Les experts ont noté que des dispositions restrictives similaires, souvent inspirées de la Convention de 1991 de l’Union internationale pour la protection des obtentions végétales (UPOV), ont été intégrées dans les législations nationales de nombreux pays, criminalisant des pratiques ancestrales de l’agriculture autochtone et paysanne.
« La décision kenyane envoie un message clair et opportun : les obligations en matière de droits humains ne peuvent être subordonnées à des monopoles commerciaux sur les semences ni à des interprétations étroites des droits des obtenteurs végétaux », a déclaré le Groupe de travail.
Cette décision est conforme à la Déclaration des Nations Unies sur les droits des paysans et des autres personnes travaillant dans les zones rurales (UNDROP), en particulier à son article 19, qui reconnaît le droit aux semences, y compris le droit de conserver, d’utiliser, d’échanger et de vendre des semences de ferme ou du matériel de multiplication. Les experts ont rappelé leur note d’information sur le droit aux semences**, qui précise que les États doivent veiller à ce que les politiques semencières, les systèmes de certification et les cadres de propriété intellectuelle soient conçus et appliqués de manière à respecter, protéger et réaliser ces droits, et que les systèmes semenciers gérés par les paysans soient légalement reconnus et activement soutenus.

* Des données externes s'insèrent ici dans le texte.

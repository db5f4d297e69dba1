//! CLI argument definitions using clap.

use clap::{Parser, Subcommand, ValueEnum};
use std::path::PathBuf;

/// Verifier - send test mails and check the events they produce
#[derive(Parser, Debug)]
#[command(
    name = "verifier",
    author,
    version,
    about = "Mail-to-event verification runner",
    long_about = "Sends one stimulus mail per test row, watches the event stream for the\n\
                  events those mails produce, correlates them back to rows by sender and\n\
                  subject, and reports a verdict per row."
)]
pub struct Cli {
    /// Increase logging verbosity (-v for debug, -vv for trace)
    #[arg(short, long, action = clap::ArgAction::Count, global = true, env = "VERIFIER_VERBOSE")]
    pub verbose: u8,

    /// Suppress all output except warnings and errors
    #[arg(short, long, global = true, conflicts_with = "verbose")]
    pub quiet: bool,

    /// Log output format
    #[arg(
        long,
        value_enum,
        default_value = "compact",
        global = true,
        env = "VERIFIER_LOG_FORMAT"
    )]
    pub log_format: LogFormat,

    #[command(subcommand)]
    pub command: Commands,
}

/// Available CLI commands
#[derive(Subcommand, Debug)]
pub enum Commands {
    /// Send the suite and verify the resulting events
    Run(RunArgs),

    /// Validate blueprint (and optionally suite) without running
    Validate(ValidateArgs),

    /// Display blueprint and suite information
    Info(InfoArgs),

    /// Write a commented placeholder blueprint
    InitConfig(InitConfigArgs),

    /// Write a suite skeleton with one empty expectation per schema field
    InitSuite(InitSuiteArgs),
}

/// Arguments for the `run` command
#[derive(Parser, Debug, Clone)]
pub struct RunArgs {
    /// Path to the run blueprint (TOML or JSON)
    #[arg(short, long, default_value = "blueprint.toml", env = "VERIFIER_CONFIG")]
    pub config: PathBuf,

    /// Path to the test suite (TOML or JSON)
    #[arg(short, long, env = "VERIFIER_SUITE")]
    pub suite: PathBuf,

    /// Directory for the results file (default: suite directory)
    #[arg(short, long, env = "VERIFIER_OUTPUT_DIR")]
    pub output_dir: Option<PathBuf>,

    /// Validate, mark every row skipped and write the report without sending
    #[arg(long)]
    pub dry_run: bool,

    /// Override the window timeout in seconds
    #[arg(long, env = "VERIFIER_TIMEOUT")]
    pub timeout: Option<u64>,

    /// Override the idle poll interval in milliseconds
    #[arg(long, env = "VERIFIER_POLL_INTERVAL_MS")]
    pub poll_interval_ms: Option<u64>,

    /// Override the send concurrency limit
    #[arg(long, env = "VERIFIER_CONCURRENCY")]
    pub concurrency: Option<usize>,

    /// Metrics server port (0 = disabled)
    #[arg(long, default_value = "0", env = "VERIFIER_METRICS_PORT")]
    pub metrics_port: u16,
}

/// Arguments for the `validate` command
#[derive(Parser, Debug)]
pub struct ValidateArgs {
    /// Path to the run blueprint to validate
    #[arg(short, long, default_value = "blueprint.toml", env = "VERIFIER_CONFIG")]
    pub config: PathBuf,

    /// Optional test suite to validate against the blueprint
    #[arg(short, long)]
    pub suite: Option<PathBuf>,

    /// Output validation result as JSON
    #[arg(long)]
    pub json: bool,
}

/// Arguments for the `info` command
#[derive(Parser, Debug)]
pub struct InfoArgs {
    /// Path to the run blueprint
    #[arg(short, long, default_value = "blueprint.toml", env = "VERIFIER_CONFIG")]
    pub config: PathBuf,

    /// Optional test suite to list
    #[arg(short, long)]
    pub suite: Option<PathBuf>,

    /// Output as JSON
    #[arg(long, conflicts_with = "resolved")]
    pub json: bool,

    /// Print the effective blueprint (defaults filled in) as TOML
    #[arg(long)]
    pub resolved: bool,
}

/// Arguments for the `init-config` command
#[derive(Parser, Debug)]
pub struct InitConfigArgs {
    /// Where to write the blueprint
    #[arg(short, long, default_value = "blueprint.toml")]
    pub output: PathBuf,

    /// Overwrite an existing file
    #[arg(long)]
    pub force: bool,
}

/// Arguments for the `init-suite` command
#[derive(Parser, Debug)]
pub struct InitSuiteArgs {
    /// Blueprint whose `[schema]` drives the skeleton
    #[arg(short, long, default_value = "blueprint.toml", env = "VERIFIER_CONFIG")]
    pub config: PathBuf,

    /// Where to write the suite
    #[arg(short, long, default_value = "suite.toml")]
    pub output: PathBuf,

    /// Overwrite an existing file
    #[arg(long)]
    pub force: bool,
}

/// Log output format
#[derive(ValueEnum, Clone, Copy, Debug, Default)]
pub enum LogFormat {
    /// JSON structured logging
    Json,
    /// Human-readable pretty format
    Pretty,
    /// Compact single-line format
    #[default]
    Compact,
}

impl From<LogFormat> for observability::LogFormat {
    fn from(format: LogFormat) -> Self {
        match format {
            LogFormat::Json => observability::LogFormat::Json,
            LogFormat::Pretty => observability::LogFormat::Pretty,
            LogFormat::Compact => observability::LogFormat::Compact,
        }
    }
}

« Les tribunaux jouent un rôle essentiel pour garantir que les lois nationales soient conformes aux normes internationales relatives aux droits humains », a déclaré le Groupe de travail. « Lorsque des cadres législatifs ont criminalisé les systèmes semenciers traditionnels ou restreint les pratiques coutumières des paysans, le contrôle juridictionnel constitue une garantie indispensable pour rétablir la primauté des droits humains et du droit à l’alimentation. »
Les experts ont salué le courage et la persévérance des paysan.ne.s du Kenya, des peuples autochtones et des acteurs de la société civile qui se sont mobilisés pour faire reconnaître les droits aux semences devant la Cour. « Leur détermination est une source d’inspiration pour les mouvements paysans du monde entier et montre que lorsque les tribunaux défendent les droits humains, ils protègent non seulement les moyens de subsistance des petits exploitants agricoles et des peuples autochtones, mais aussi l’avenir de systèmes alimentaires diversifiés, résilients et souverains », ont-ils déclaré.

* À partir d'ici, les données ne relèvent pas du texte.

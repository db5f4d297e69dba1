//! Send metrics for observability

use std::sync::atomic::{AtomicU64, AtomicUsize, Ordering};

/// Counters shared by all send tasks of a dispatcher
#[derive(Debug, Default)]
pub struct SendMetrics {
    /// Sends currently running
    in_flight: AtomicUsize,
    /// Highest observed in-flight count
    peak_in_flight: AtomicUsize,
    /// Total successful sends
    sent_count: AtomicU64,
    /// Total failed sends (error, timeout or panic)
    failure_count: AtomicU64,
    /// Rows skipped without sending
    skipped_count: AtomicU64,
}

impl SendMetrics {
    /// Create new metrics instance
    pub fn new() -> Self {
        Self::default()
    }

    pub fn in_flight(&self) -> usize {
        self.in_flight.load(Ordering::Relaxed)
    }

    /// Mark a send as started; returns the new in-flight count
    pub fn inc_in_flight(&self) -> usize {
        let now = self.in_flight.fetch_add(1, Ordering::Relaxed) + 1;
        self.peak_in_flight.fetch_max(now, Ordering::Relaxed);
        now
    }

    /// Mark a send as finished; returns the new in-flight count
    pub fn dec_in_flight(&self) -> usize {
        self.in_flight.fetch_sub(1, Ordering::Relaxed).saturating_sub(1)
    }

    pub fn peak_in_flight(&self) -> usize {
        self.peak_in_flight.load(Ordering::Relaxed)
    }

    pub fn sent_count(&self) -> u64 {
        self.sent_count.load(Ordering::Relaxed)
    }

    pub fn inc_sent_count(&self) {
        self.sent_count.fetch_add(1, Ordering::Relaxed);
    }

    pub fn failure_count(&self) -> u64 {
        self.failure_count.load(Ordering::Relaxed)
    }

    pub fn inc_failure_count(&self) {
        self.failure_count.fetch_add(1, Ordering::Relaxed);
    }

    pub fn skipped_count(&self) -> u64 {
        self.skipped_count.load(Ordering::Relaxed)
    }

    pub fn add_skipped(&self, count: usize) {
        self.skipped_count.fetch_add(count as u64, Ordering::Relaxed);
    }

    /// Get snapshot of all metrics
    pub fn snapshot(&self) -> MetricsSnapshot {
        MetricsSnapshot {
            in_flight: self.in_flight(),
            peak_in_flight: self.peak_in_flight(),
            sent_count: self.sent_count(),
            failure_count: self.failure_count(),
            skipped_count: self.skipped_count(),
        }
    }
}

/// Snapshot of send metrics (for reporting)
#[derive(Debug, Clone, Copy, PartialEq, Eq)]
pub struct MetricsSnapshot {
    pub in_flight: usize,
    pub peak_in_flight: usize,
    pub sent_count: u64,
    pub failure_count: u64,
    pub skipped_count: u64,
}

« La décision du Kenya devrait inspirer des interprétations similaires, fondées sur les droits humains, des lois sur les semences et des régimes de protection des variétés végétales dans d’autres juridictions », a conclu le Groupe de travail.
* Le Groupe de travail sur les droits des paysans et autres personnes travaillant dans les zones rurales est composé de cinq experts indépendants issus de toutes les régions du monde. Le président-rapporteur est Carlos Duarte (Colombie) ; les autres membres sont Geneviève Savigny (France), Shalmali Guttal (Inde), Uche Ewelukwa Ofodile (Nigéria) et Davit Hakobyan (Arménie).

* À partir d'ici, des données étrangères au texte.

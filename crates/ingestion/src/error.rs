//! Ingestion 错误类型

use contracts::ContractError;
use thiserror::Error;

/// Ingestion 错误
#[derive(Debug, Error)]
pub enum IngestionError {
    /// 回放文件无法读取
    #[error("cannot read replay file '{path}': {source}")]
    ReplayOpen {
        /// 文件路径
        path: String,
        #[source]
        source: std::io::Error,
    },

    /// 缺少必需参数
    #[error("stream source '{source_name}' requires parameter '{param}'")]
    MissingParam {
        /// 事件源名称
        source_name: String,
        /// 参数名
        param: &'static str,
    },

    /// 载荷解码失败
    #[error("payload decode failed at '{path}': {message}")]
    Decode {
        /// 字段路径 (整体失败时为空)
        path: String,
        /// 错误消息
        message: String,
    },
}

impl IngestionError {
    /// 创建解码错误
    pub fn decode(path: impl Into<String>, message: impl Into<String>) -> Self {
        Self::Decode {
            path: path.into(),
            message: message.into(),
        }
    }
}

impl From<IngestionError> for ContractError {
    fn from(err: IngestionError) -> Self {
        match err {
            IngestionError::Decode { .. } => ContractError::decode(err.to_string()),
            IngestionError::ReplayOpen { .. } => ContractError::stream("replay_file", err.to_string()),
            IngestionError::MissingParam { ref source_name, .. } => {
                ContractError::config_validation(format!("stream.params ({})", source_name), err.to_string())
            }
        }
    }
}

/// Ingestion Result 类型别名
pub type Result<T> = std::result::Result<T, IngestionError>;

** La note d’information sur le droit aux semences, publiée par le Groupe de travail à l’occasion de la onzième session de l’Organe directeur du Traité international sur les ressources phytogénétiques pour l’alimentation et l’agriculture (TIRPAA), tenue du 24 au 29 novembre 2025, détaille la manière dont les États peuvent intégrer les obligations de l’UNDROP relatives au droit aux semences afin de sauvegarder les pratiques traditionnelles des paysans et des peuples autochtones ainsi que la biodiversité.